First, I should say, that this is not something confined to just guys. People in general are attracted to "crazy" people, in the sense that we're talking about here (see the movie Withnail & I for a perfect example of a crazy guy like this). The key to this type craziness is a lack of inhibitions which is what leads to the mood swings, the unpredictable actions, and the inability to really make long term commitments. Such people are attractive because they're more interesting, more exciting, more unpredictable. People who deviate from expectations are just plain more interesting and we're attracted to them.

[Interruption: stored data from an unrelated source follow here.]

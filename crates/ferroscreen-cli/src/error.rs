use ferroscreen_core::{CacheError, ConfigError, FilterConfigError, ScreenError};
use thiserror::Error;

/// CLI-level error categories mapped to exit codes.
#[derive(Debug, Error)]
pub enum CliError {
    #[error(transparent)]
    Config(#[from] ConfigError),

    #[error("no API token: pass --token or set FERROSCREEN_TOKEN")]
    MissingToken,

    #[error("invalid request file: {0}")]
    InvalidRequest(String),

    #[error(transparent)]
    Screen(#[from] ScreenError),

    #[error(transparent)]
    FilterConfig(#[from] FilterConfigError),

    #[error(transparent)]
    Cache(#[from] CacheError),

    #[error(transparent)]
    Serialization(#[from] serde_json::Error),

    #[error(transparent)]
    Io(#[from] std::io::Error),
}

impl CliError {
    pub fn exit_code(&self) -> u8 {
        match self {
            Self::Config(_) | Self::MissingToken | Self::InvalidRequest(_) => 2,
            Self::Screen(error) if error.is_client_error() => 2,
            Self::Screen(error) if error.forwardable_message().is_some() => 3,
            Self::Screen(_) => 6,
            Self::FilterConfig(FilterConfigError::InvalidField { .. }) => 2,
            Self::Serialization(_) => 4,
            Self::FilterConfig(_) | Self::Cache(_) | Self::Io(_) => 10,
        }
    }
}

#[cfg(test)]
mod tests {
    use super::*;
    use ferroscreen_core::{UpstreamError, ValidationError};

    #[test]
    fn upstream_rejections_have_their_own_exit_code() {
        let rejected = CliError::from(ScreenError::from(UpstreamError::Rejected {
            status: 400,
            message: String::from("token is invalid"),
        }));
        let rate_limited =
            CliError::from(ScreenError::from(UpstreamError::RateLimited { attempts: 5 }));
        let invalid = CliError::from(ScreenError::from(ValidationError::MissingFsDate));

        assert_eq!(rejected.exit_code(), 3);
        assert_eq!(rate_limited.exit_code(), 6);
        assert_eq!(invalid.exit_code(), 2);
        assert_eq!(CliError::MissingToken.exit_code(), 2);
    }
}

Many people are scared by such unpredictable people, but others are simultaneously attracted to them. The men who are attracted to these crazy chicks (like me when I was younger) are definitely not going to be more dominant personalities ("more spineless," one might say) and are also probably going to be more open to novel experiences. And, I sort of agree with Angelowicz on number 5: if a guy starts thinking long term with a crazy girlfriend he's going to have to think either that he can somehow tame her, without losing the excitement of her crazyiness (unlikely, but a guy can still dream right?) or he's going to drop her for someone more stable.

3 comments:

Mike said...

I can't believe how this guy and women in general tend to over analyze this issue. How funny. Guys aren't attracted to crazy women they are simply attracted to hot women, crazy or not. Consequently, a lot of hot women happen to be crazy. That's just the name of the game. The more attention a girl gets from the opposite sex, consequently the crazier she will be and no it's not because the guy wants to "fix" the girl or that he secretly likes drama because of his family or any other pseudo Freudian psycho babble. A guy will simply put up with a girl's crazy ass according to how hot she is and how much she is willing to put out. Society tends to put a facade of false complexity over male and female sexuality.

Anonymous said...

I have had an amount of craziness and dysfunction with all my exes. I had a child with my first who ended up being an over-protective spoilt brat who has denied me a relationship in child's life. Second I got married to a girl with BPD and divorced really quickly when finding out. Third I was with a girl for a number of years but I guess deep down knew that we could never be married due to the insane amount of dysfunction.

So I think I have the experience to talk. I'm quite well educated. I think the issue here for me is these women are like a drug; they're addictive. Obviously we develop feelings for them too which go hand-in-hand with the addiction to the excitement. We like the unpredictability because it makes what is a pretty mundane life for the most part seem exciting. However, if we're honest with ourselves, when it comes to marriage, we need stability, love and lack of drama. When we appreciate our true worth we know that we can't live with the drug and we need to go into rehab and find a healthy relationship (however mundane that is on the surface of it) not a dependency. When we know the kind of family life we envisage and pray for it, please G-d we should merit to be blessed with our soulmate.